Dimeric Histidine as a Novel Free Radical Scavenger Alleviates Non-Alcoholic Liver Injury

Abstract

Non-alcoholic liver injury (NLI) is a common disease worldwide. Since free radical damage in the liver is a crucial initiator leading to diseases, scavenging excess free radicals has become an essential therapeutic strategy. To enhance the antioxidant capacity of histidine, we synthesized a protonated dimeric histidine, H-bihistidine, and investigated its anti-free radical potential in several free-radical-induced NLI. Results showed that H-bihistidine could strongly scavenge free radicals caused by H₂O₂, fatty acid, and CCl₄, respectively, and recover cell viability in cultured hepatocytes. In the animal model of nonalcoholic fatty liver injury caused by high-fat diet, H-bihistidine reduced the contents of transaminases and lipids in serum, eliminated the liver’s fat accumulation, and decreased the oxidative damage.
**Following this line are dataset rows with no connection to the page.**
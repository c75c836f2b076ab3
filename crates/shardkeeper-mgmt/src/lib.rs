//! Shard membership and rolling upgrade coordination for a sharded database cluster.
//!
//! The config-server side keeps the router's shard list in line with the
//! shards related to it ([`reconciler`]) and shares credentials with them
//! ([`credentials`]). Shards track their own removal ([`drain`]). Any
//! replica set can be upgraded in place one member at a time, primary last
//! ([`upgrade`]), gated by an end-to-end read/write check ([`probe`]).

pub mod cli;
pub mod config;
pub mod credentials;
pub mod drain;
pub mod error;
pub mod gate;
pub mod health;
pub mod peer;
pub mod probe;
pub mod reconciler;
pub mod retry;
pub mod role;
pub mod router;
pub mod service;
pub mod session;
pub mod sim;
pub mod status;
pub mod topology;
pub mod upgrade;

pub use config::CoordinatorConfig;
pub use drain::{DrainOutcome, DrainWatcher};
pub use error::{CoordError, ErrorClass, Result};
pub use probe::ReadWriteProbe;
pub use reconciler::{PassVerdict, ShardSetReconciler};
pub use role::{Authority, ClusterRole, ConfigServerRole, Mutation, Role, ShardRole};
pub use session::{AdminSession, SessionFactory, SessionTarget};
pub use upgrade::{UpgradeCoordinator, UpgradeOutcome};
#[async_trait]
impl SessionFactory for SimCluster {
    async fn connect(&self, target: &SessionTarget) -> Result<Box<dyn AdminSession>> {
        if let SessionTarget::Direct { host } = target {
            let state = self.lock();
            let reachable = state
                .members
                .iter()
                .any(|m| &m.host == host && m.running && m.health == 1);
            if !reachable {
                return Err(CoordError::admin(
                    "connect",
                    format!("connection refused by {}", host),
                ));
            }
        }
        Ok(self.session(target.clone()))
    }
}

struct SimSession {
    cluster: SimCluster,
    target: SessionTarget,
}

impl Drop for SimSession {
    fn drop(&mut self) {
        self.cluster.open_sessions.fetch_sub(1, Ordering::SeqCst);
    }
}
Moreover, H-bihistidine could rescue CCl₄-induced liver injury and recover energy supply through scavenging free radicals. Moreover, liver fibrosis prepared by high-fat diet and CCl₄ administration was significantly alleviated after H-bihistidine treatment. This study suggests a novel nonenzymatic free radical scavenger against NLI and, potentially, other free-radical-induced diseases.